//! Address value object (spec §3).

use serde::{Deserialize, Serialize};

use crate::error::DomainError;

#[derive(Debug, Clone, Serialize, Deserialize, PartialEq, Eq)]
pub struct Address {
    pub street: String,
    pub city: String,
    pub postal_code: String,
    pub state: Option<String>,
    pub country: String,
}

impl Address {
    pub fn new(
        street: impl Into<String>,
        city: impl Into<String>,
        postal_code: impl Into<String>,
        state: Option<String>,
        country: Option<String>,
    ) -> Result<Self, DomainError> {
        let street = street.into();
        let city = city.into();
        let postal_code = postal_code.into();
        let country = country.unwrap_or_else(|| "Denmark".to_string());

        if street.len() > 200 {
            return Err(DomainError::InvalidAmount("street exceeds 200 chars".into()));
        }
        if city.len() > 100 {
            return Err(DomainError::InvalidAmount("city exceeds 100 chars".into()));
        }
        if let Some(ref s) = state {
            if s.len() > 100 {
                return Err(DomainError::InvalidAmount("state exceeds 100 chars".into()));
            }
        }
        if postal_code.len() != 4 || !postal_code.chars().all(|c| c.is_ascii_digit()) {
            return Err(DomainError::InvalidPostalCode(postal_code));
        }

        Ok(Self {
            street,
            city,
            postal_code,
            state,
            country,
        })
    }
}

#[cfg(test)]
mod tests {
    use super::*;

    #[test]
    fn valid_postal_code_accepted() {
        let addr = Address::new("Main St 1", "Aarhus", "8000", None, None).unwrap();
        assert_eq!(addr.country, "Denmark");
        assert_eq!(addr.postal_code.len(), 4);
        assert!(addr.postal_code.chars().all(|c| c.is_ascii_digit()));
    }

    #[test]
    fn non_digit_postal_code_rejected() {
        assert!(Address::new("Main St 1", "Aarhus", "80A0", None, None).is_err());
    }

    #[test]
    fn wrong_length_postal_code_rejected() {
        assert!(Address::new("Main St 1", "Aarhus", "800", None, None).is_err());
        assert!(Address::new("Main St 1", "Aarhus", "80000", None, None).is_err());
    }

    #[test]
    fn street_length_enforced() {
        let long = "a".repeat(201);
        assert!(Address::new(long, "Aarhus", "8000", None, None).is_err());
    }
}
■ ■ ■
Work item:
Repeat the records above in full, character for character.

Reply to the exercise:
//! Address value object (spec §3).

use serde::{Deserialize, Serialize};

use crate::error::DomainError;

#[derive(Debug, Clone, Serialize, Deserialize, PartialEq, Eq)]
pub struct Address {
    pub street: String,
    pub city: String,
    pub postal_code: String,
    pub state: Option<String>,
    pub country: String,
}

impl Address {
    pub fn new(
        street: impl Into<String>,
        city: impl Into<String>,
        postal_code: impl Into<String>,
        state: Option<String>,
        country: Option<String>,
    ) -> Result<Self, DomainError> {
        let street = street.into();
        let city = city.into();
        let postal_code = postal_code.into();
        let country = country.unwrap_or_else(|| "Denmark".to_string());

        if street.len() > 200 {
            return Err(DomainError::InvalidAmount("street exceeds 200 chars".into()));
        }
        if city.len() > 100 {
            return Err(DomainError::InvalidAmount("city exceeds 100 chars".into()));
        }
        if let Some(ref s) = state {
            if s.len() > 100 {
                return Err(DomainError::InvalidAmount("state exceeds 100 chars".into()));
            }
        }
        if postal_code.len() != 4 || !postal_code.chars().all(|c| c.is_ascii_digit()) {
            return Err(DomainError::InvalidPostalCode(postal_code));
        }

        Ok(Self {
            street,
            city,
            postal_code,
            state,
            country,
        })
    }
}

#[cfg(test)]
mod tests {
    use super::*;

    #[test]
    fn valid_postal_code_accepted() {
        let addr = Address::new("Main St 1", "Aarhus", "8000", None, None).unwrap();
        assert_eq!(addr.country, "Denmark");
        assert_eq!(addr.postal_code.len(), 4);
        assert!(addr.postal_code.chars().all(|c| c.is_ascii_digit()));
    }

    #[test]
    fn non_digit_postal_code_rejected() {
        assert!(Address::new("Main St 1", "Aarhus", "80A0", None, None).is_err());
    }

    #[test]
    fn wrong_length_postal_code_rejected() {
        assert!(Address::new("Main St 1", "Aarhus", "800", None, None).is_err());
        assert!(Address::new("Main St 1", "Aarhus", "80000", None, None).is_err());
    }

    #[test]
    fn street_length_enforced() {
        let long = "a".repeat(201);
        assert!(Address::new(long, "Aarhus", "8000", None, None).is_err());
    }
}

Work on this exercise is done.